• **EXERCISE INSTRUCTIONS**
Reproduce all the entries exactly.

╭─ INFORMATION SUPPLIED

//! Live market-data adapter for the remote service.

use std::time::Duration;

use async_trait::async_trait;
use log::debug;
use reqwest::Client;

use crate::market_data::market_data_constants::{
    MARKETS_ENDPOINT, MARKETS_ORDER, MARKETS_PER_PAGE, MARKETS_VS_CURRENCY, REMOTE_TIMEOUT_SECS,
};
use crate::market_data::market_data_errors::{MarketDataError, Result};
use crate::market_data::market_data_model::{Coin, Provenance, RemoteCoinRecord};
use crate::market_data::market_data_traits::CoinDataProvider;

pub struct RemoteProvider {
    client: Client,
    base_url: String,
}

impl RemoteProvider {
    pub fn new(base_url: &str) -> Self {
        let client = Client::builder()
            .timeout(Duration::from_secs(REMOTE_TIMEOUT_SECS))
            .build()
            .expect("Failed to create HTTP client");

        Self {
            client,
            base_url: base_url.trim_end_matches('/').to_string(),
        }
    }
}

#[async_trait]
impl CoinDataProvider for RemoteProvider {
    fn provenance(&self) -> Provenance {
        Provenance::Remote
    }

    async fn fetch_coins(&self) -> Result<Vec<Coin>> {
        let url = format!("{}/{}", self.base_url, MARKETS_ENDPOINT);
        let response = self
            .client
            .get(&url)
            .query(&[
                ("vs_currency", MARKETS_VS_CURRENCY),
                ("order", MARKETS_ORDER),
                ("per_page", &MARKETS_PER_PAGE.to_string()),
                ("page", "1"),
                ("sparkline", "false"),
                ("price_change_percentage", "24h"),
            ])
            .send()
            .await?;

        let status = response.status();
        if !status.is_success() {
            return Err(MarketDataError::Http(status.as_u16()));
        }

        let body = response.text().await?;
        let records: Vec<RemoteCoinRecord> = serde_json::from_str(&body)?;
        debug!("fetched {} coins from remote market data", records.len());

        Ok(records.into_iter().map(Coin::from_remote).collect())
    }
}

╰─

• **FINAL ANSWER**
//! Live market-data adapter for the remote service.

use std::time::Duration;

use async_trait::async_trait;
use log::debug;
use reqwest::Client;

use crate::market_data::market_data_constants::{
    MARKETS_ENDPOINT, MARKETS_ORDER, MARKETS_PER_PAGE, MARKETS_VS_CURRENCY, REMOTE_TIMEOUT_SECS,
};
use crate::market_data::market_data_errors::{MarketDataError, Result};
use crate::market_data::market_data_model::{Coin, Provenance, RemoteCoinRecord};
use crate::market_data::market_data_traits::CoinDataProvider;

pub struct RemoteProvider {
    client: Client,
    base_url: String,
}

impl RemoteProvider {
    pub fn new(base_url: &str) -> Self {
        let client = Client::builder()
            .timeout(Duration::from_secs(REMOTE_TIMEOUT_SECS))
            .build()
            .expect("Failed to create HTTP client");

        Self {
            client,
            base_url: base_url.trim_end_matches('/').to_string(),
        }
    }
}

#[async_trait]
impl CoinDataProvider for RemoteProvider {
    fn provenance(&self) -> Provenance {
        Provenance::Remote
    }

    async fn fetch_coins(&self) -> Result<Vec<Coin>> {
        let url = format!("{}/{}", self.base_url, MARKETS_ENDPOINT);
        let response = self
            .client
            .get(&url)
            .query(&[
                ("vs_currency", MARKETS_VS_CURRENCY),
                ("order", MARKETS_ORDER),
                ("per_page", &MARKETS_PER_PAGE.to_string()),
                ("page", "1"),
                ("sparkline", "false"),
                ("price_change_percentage", "24h"),
            ])
            .send()
            .await?;

        let status = response.status();
        if !status.is_success() {
            return Err(MarketDataError::Http(status.as_u16()));
        }

        let body = response.text().await?;
        let records: Vec<RemoteCoinRecord> = serde_json::from_str(&body)?;
        debug!("fetched {} coins from remote market data", records.len());

        Ok(records.into_iter().map(Coin::from_remote).collect())
    }
}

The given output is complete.